Since this issue is occurring in our production environment, it wont be feasible for us to add additional arguments. Can you provide us with some more information on _"With ESPv2 02.22 or later, ESPv2 has default retry policy policy as: retrynum: 1" and how can we increase the number of retry policy

mejuhi commented 3 years ago

After looking bit further, we discovered additional flag of backend_retry_num which defaults to 1 solved the original issue for us temporarily.

Do you think increasing the value of backend_retry_num flag to a higher number will help us to solve this issue again because of probability of request failing multiple times in reties becomes less

nareddyt commented 3 years ago

For this issue, it's not clear if ESPv2 is on the request path. ESPv2 creates spans in a specific format, documented here. The trace screenshot you provided in the issue does not match the ESPv2 format.

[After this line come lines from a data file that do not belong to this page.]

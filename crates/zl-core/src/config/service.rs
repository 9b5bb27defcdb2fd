//! Access broker service configuration

use serde::{Deserialize, Serialize};

/// Settings describing the logged-in access broker session
///
/// These values are produced by the login flow and handed to every daemon
/// on its command line.
#[derive(Debug, Clone, Serialize, Deserialize)]
#[serde(default)]
pub struct ServiceConfig {
    /// Base URL of the access broker service
    pub service_url: String,

    /// Session id issued at login
    pub session_id: String,

    /// Authorization header value forwarded to daemons
    pub auth_header: Option<String>,

    /// Command the daemon runs to refresh id tokens.
    /// Defaults to `<current executable> refresh`.
    pub refresh_token_command: Option<String>,
}

impl Default for ServiceConfig {
    fn default() -> Self {
        Self {
            service_url: "https://cloud.bastionzero.com/".to_string(),
            session_id: String::new(),
            auth_header: None,
            refresh_token_command: None,
        }
    }
}

impl ServiceConfig {
    /// Service URL as daemons expect it: no scheme, no trailing slash
    pub fn daemon_service_url(&self) -> String {
        let url = self.service_url.trim();
        let url = url
            .strip_prefix("https://")
            .or_else(|| url.strip_prefix("http://"))
            .unwrap_or(url);
        url.trim_end_matches('/').to_string()
    }

    /// Refresh command, defaulting to this executable's `refresh` subcommand
    pub fn refresh_command(&self) -> String {
        if let Some(cmd) = &self.refresh_token_command {
            return cmd.clone();
        }
        let exe = std::env::current_exe()
            .map(|p| p.display().to_string())
            .unwrap_or_else(|_| "zli".to_string());
        format!("{} refresh", exe)
    }
}

#[cfg(test)]
mod tests {
    use super::*;

    #[test]
    fn test_daemon_service_url_strips_scheme_and_slash() {
        let config = ServiceConfig {
            service_url: "https://cloud.example.com/".to_string(),
            ..Default::default()
        };
        assert_eq!(config.daemon_service_url(), "cloud.example.com");
    }

    #[test]
    fn test_daemon_service_url_without_scheme() {
        let config = ServiceConfig {
            service_url: "localhost:8080".to_string(),
            ..Default::default()
        };
        assert_eq!(config.daemon_service_url(), "localhost:8080");
    }

    #[test]
    fn test_explicit_refresh_command() {
        let config = ServiceConfig {
            refresh_token_command: Some("zli-dev refresh".to_string()),
            ..Default::default()
        };
        assert_eq!(config.refresh_command(), "zli-dev refresh");
    }
}
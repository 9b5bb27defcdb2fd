//! Daemon supervisor errors

use std::path::PathBuf;
use std::time::Duration;
use thiserror::Error;

use zl_core::{PortError, StateError};

/// Errors surfaced by the daemon supervisor
#[derive(Error, Debug)]
pub enum DaemonError {
    /// No usable local port
    #[error(transparent)]
    PortAllocation(#[from] PortError),

    /// The bundled daemon binary could not be staged
    #[error("Failed to stage daemon executable from {source_path:?}: {source}")]
    Staging {
        source_path: PathBuf,
        #[source]
        source: std::io::Error,
    },

    /// The OS refused to start the daemon
    #[error("Failed to spawn daemon {program:?}: {source}")]
    Spawn {
        program: PathBuf,
        #[source]
        source: std::io::Error,
    },

    /// The daemon never accepted TCP connections
    #[error("Daemon did not bind {host}:{port} within {waited:?}{}", log_hint(last_log_line))]
    PortBindTimeout {
        host: String,
        port: u16,
        waited: Duration,
        last_log_line: Option<String>,
    },

    /// The readiness endpoint never reported success
    #[error(
        "Daemon was not ready after {attempts} attempts at {url}. \
         Try connecting again, and check the daemon log if it keeps failing{}",
        log_hint(last_log_line)
    )]
    ReadinessTimeout {
        attempts: u32,
        url: String,
        last_log_line: Option<String>,
    },

    /// The daemon process died before it became ready
    #[error("Daemon process {pid} exited before becoming ready (status: {status}){}", log_hint(last_log_line))]
    DaemonExited {
        pid: u32,
        status: String,
        last_log_line: Option<String>,
    },

    /// Kube daemons need localhost credentials that have not been generated
    #[error("No kube credentials found; generate a kubeconfig before connecting")]
    MissingKubeAuth,

    /// Persisted state could not be read or written
    #[error(transparent)]
    State(#[from] StateError),

    /// HTTP client could not be built
    #[error("HTTP client error: {0}")]
    Http(#[from] reqwest::Error),
}

fn log_hint(line: &Option<String>) -> String {
    match line {
        Some(line) => format!("\nLast daemon log line: {}", line),
        None => String::new(),
    }
}
//! Interactive session configuration

use serde::{Deserialize, Serialize};
use std::time::Duration;

use super::serde_utils::duration_millis;

/// Configuration for interactive shell sessions
#[derive(Debug, Clone, Serialize, Deserialize)]
#[serde(default)]
pub struct SessionConfig {
    /// Address of the local connection bridge (JSON lines over TCP)
    pub bridge_address: String,

    /// Keyboard input batching
    pub batch: InputBatchConfig,

    /// Whether to collect keystroke latency samples
    pub metrics_enabled: bool,

    /// Connection node URL latency samples are posted to.
    /// Samples are only logged when unset.
    pub metrics_url: Option<String>,
}

impl Default for SessionConfig {
    fn default() -> Self {
        Self {
            bridge_address: "127.0.0.1:7714".to_string(),
            batch: InputBatchConfig::default(),
            metrics_enabled: false,
            metrics_url: None,
        }
    }
}

/// Adaptive input batching parameters
#[derive(Debug, Clone, PartialEq, Serialize, Deserialize)]
#[serde(default)]
pub struct InputBatchConfig {
    /// Delay used for isolated keystrokes
    #[serde(with = "duration_millis")]
    pub min_delay: Duration,

    /// Gaps shorter than this count as a burst (paste)
    #[serde(with = "duration_millis")]
    pub burst_threshold: Duration,

    /// How much each burst input grows the delay
    #[serde(with = "duration_millis")]
    pub delay_step: Duration,

    /// Upper bound for the delay
    #[serde(with = "duration_millis")]
    pub max_delay: Duration,

    /// Maximum number of input chunks joined into one write
    pub max_chunks_per_write: usize,
}

impl Default for InputBatchConfig {
    fn default() -> Self {
        Self {
            min_delay: Duration::from_millis(1),
            burst_threshold: Duration::from_millis(5),
            delay_step: Duration::from_millis(5),
            max_delay: Duration::from_millis(101),
            max_chunks_per_write: 10_000,
        }
    }
}
//! Shell command implementation
//!
//! Attaches the local terminal to a remote shell connection through the
//! connection bridge. With a terminal on stdin, keys are read in raw mode
//! and resizes are forwarded; otherwise stdin is streamed as-is.

use std::sync::atomic::{AtomicBool, Ordering};
use std::sync::Arc;
use std::time::Duration;

use anyhow::{Context, Result};
use bytes::Bytes;
use crossterm::event::{self, Event};
use crossterm::tty::IsTty;
use tokio::io::AsyncReadExt;
use tokio::sync::mpsc;

use zl_protocol::{ConnectionId, TerminalSize};
use zl_session::{
    BridgeTransport, HttpLatencyReporter, LatencyMetrics, LatencyReporter, SessionController,
    SessionOutcome, TracingReporter,
};

use crate::context::CliContext;
use crate::output::{print_error, print_notice};
use crate::terminal::{current_size, is_detach_key, key_to_bytes, RawModeGuard, StdoutSink};

const EVENT_POLL_INTERVAL: Duration = Duration::from_millis(50);

fn latency_metrics(
    ctx: &CliContext,
    connection_id: &ConnectionId,
) -> Result<Option<Arc<LatencyMetrics>>> {
    let session = &ctx.config.session;
    if !session.metrics_enabled {
        return Ok(None);
    }

    let reporter: Arc<dyn LatencyReporter> = match &session.metrics_url {
        Some(url) => {
            let client = reqwest::Client::builder()
                .build()
                .context("Failed to build metrics client")?;
            Arc::new(HttpLatencyReporter::new(client, url))
        }
        None => Arc::new(TracingReporter),
    };
    Ok(Some(Arc::new(LatencyMetrics::new(
        connection_id.clone(),
        reporter,
    ))))
}

/// Execute the shell command
pub async fn shell_command(ctx: &CliContext, connection_id: &str) -> Result<u8> {
    let connection_id = ConnectionId::from(connection_id);
    let transport = Arc::new(BridgeTransport::new(
        ctx.config.session.bridge_address.clone(),
    ));
    let controller = SessionController::new(
        connection_id.clone(),
        transport,
        Arc::new(StdoutSink),
        ctx.config.session.batch.clone(),
        latency_metrics(ctx, &connection_id)?,
    );

    let interactive = std::io::stdin().is_tty();
    if let Err(e) = controller.start(current_size()).await {
        print_error(&e.to_string());
        return Ok(1);
    }

    let outcome = if interactive {
        print_notice("Attached. Press Ctrl+] to detach.");
        run_interactive(&controller).await?
    } else {
        run_piped(&controller).await
    };

    if let SessionOutcome::Failed(e) = &outcome {
        print_error(&e.to_string());
    }
    Ok(outcome.exit_code() as u8)
}

async fn run_interactive(controller: &SessionController) -> Result<SessionOutcome> {
    let _raw = RawModeGuard::enable().context("Failed to enable raw terminal mode")?;

    let (event_tx, mut event_rx) = mpsc::channel::<Event>(256);
    let stop = Arc::new(AtomicBool::new(false));
    let reader = {
        let stop = stop.clone();
        tokio::task::spawn_blocking(move || {
            while !stop.load(Ordering::Relaxed) {
                match event::poll(EVENT_POLL_INTERVAL) {
                    Ok(true) => match event::read() {
                        Ok(evt) => {
                            if event_tx.blocking_send(evt).is_err() {
                                break;
                            }
                        }
                        Err(e) => {
                            tracing::debug!("Terminal read failed: {}", e);
                            break;
                        }
                    },
                    Ok(false) => {}
                    Err(e) => {
                        tracing::debug!("Terminal poll failed: {}", e);
                        break;
                    }
                }
            }
        })
    };

    let outcome = loop {
        tokio::select! {
            outcome = controller.closed() => break outcome,
            Some(evt) = event_rx.recv() => handle_event(controller, evt),
        }
    };

    stop.store(true, Ordering::Relaxed);
    let _ = reader.await;
    Ok(outcome)
}

fn handle_event(controller: &SessionController, evt: Event) {
    match evt {
        Event::Key(key) if is_detach_key(&key) => controller.dispose(),
        Event::Key(key) => {
            let bytes = key_to_bytes(&key);
            if !bytes.is_empty() {
                controller.write_input(bytes);
            }
        }
        Event::Paste(text) => controller.write_input(Bytes::from(text)),
        Event::Resize(cols, rows) => controller.resize(TerminalSize::new(rows, cols)),
        _ => {}
    }
}

async fn run_piped(controller: &SessionController) -> SessionOutcome {
    let input = {
        let controller = controller.clone();
        tokio::spawn(async move {
            let mut stdin = tokio::io::stdin();
            let mut buf = vec![0u8; 4096];
            loop {
                match stdin.read(&mut buf).await {
                    Ok(0) => break,
                    Ok(n) => controller.write_input(Bytes::copy_from_slice(&buf[..n])),
                    Err(e) => {
                        tracing::debug!("Reading stdin failed: {}", e);
                        break;
                    }
                }
            }
        })
    };

    let outcome = tokio::select! {
        outcome = controller.closed() => outcome,
        Ok(()) = tokio::signal::ctrl_c() => {
            controller.dispose();
            controller.closed().await
        }
    };
    input.abort();
    outcome
}
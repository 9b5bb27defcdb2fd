//! Default kube target groups
//!
//! `zli connect kube` without `-g` impersonates these groups.

use anyhow::{Context, Result};

use zl_core::PluginType;

use crate::context::CliContext;
use crate::output::{print_info, print_success};

/// Show or replace the default kube target groups
///
/// An empty `groups` list clears the defaults unless `view` is set.
pub async fn default_groups_command(
    ctx: &CliContext,
    groups: Vec<String>,
    view: bool,
) -> Result<u8> {
    let store = ctx.state_store();

    if view {
        let record = store.record(PluginType::Kube)?;
        println!("{}", describe_groups(&record.default_target_groups));
        return Ok(0);
    }

    let _lock = store
        .lock(PluginType::Kube, ctx.config.daemon.lock_timeout)
        .await
        .context("Failed to lock kube daemon state")?;
    let record = store
        .update(PluginType::Kube, |record| {
            record.default_target_groups = groups;
        })
        .await
        .context("Failed to save default target groups")?;

    if record.default_target_groups.is_empty() {
        print_info("Cleared default target groups");
    } else {
        print_success(&format!(
            "Default target groups set to: {}",
            describe_groups(&record.default_target_groups)
        ));
    }
    Ok(0)
}

fn describe_groups(groups: &[String]) -> String {
    if groups.is_empty() {
        "(none)".to_string()
    } else {
        groups.join(", ")
    }
}

#[cfg(test)]
mod tests {
    use super::*;

    #[test]
    fn test_describe_groups() {
        assert_eq!(describe_groups(&[]), "(none)");
        assert_eq!(
            describe_groups(&["devs".to_string(), "system:masters".to_string()]),
            "devs, system:masters"
        );
    }
}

Are you sure this HTTP 503 is not from a different service your backend uses? If it's from your backend, then modifying ESPv2 flags will not help.

mejuhi commented 3 years ago

The trace screenshot attached is from the cloud run running from ESPv2 image and it is being used to call cloud function for backend processing. Not sure why there is a different format then documented. But i have confirmed the creenshot is picked up from the cloud run using esp image where we saw the error

Cloud Endpoint -> Cloud Run(running ESPv2 image) -> Cloud Function

I will try increasing the backend_retry_num to 2 and check if it solves issue.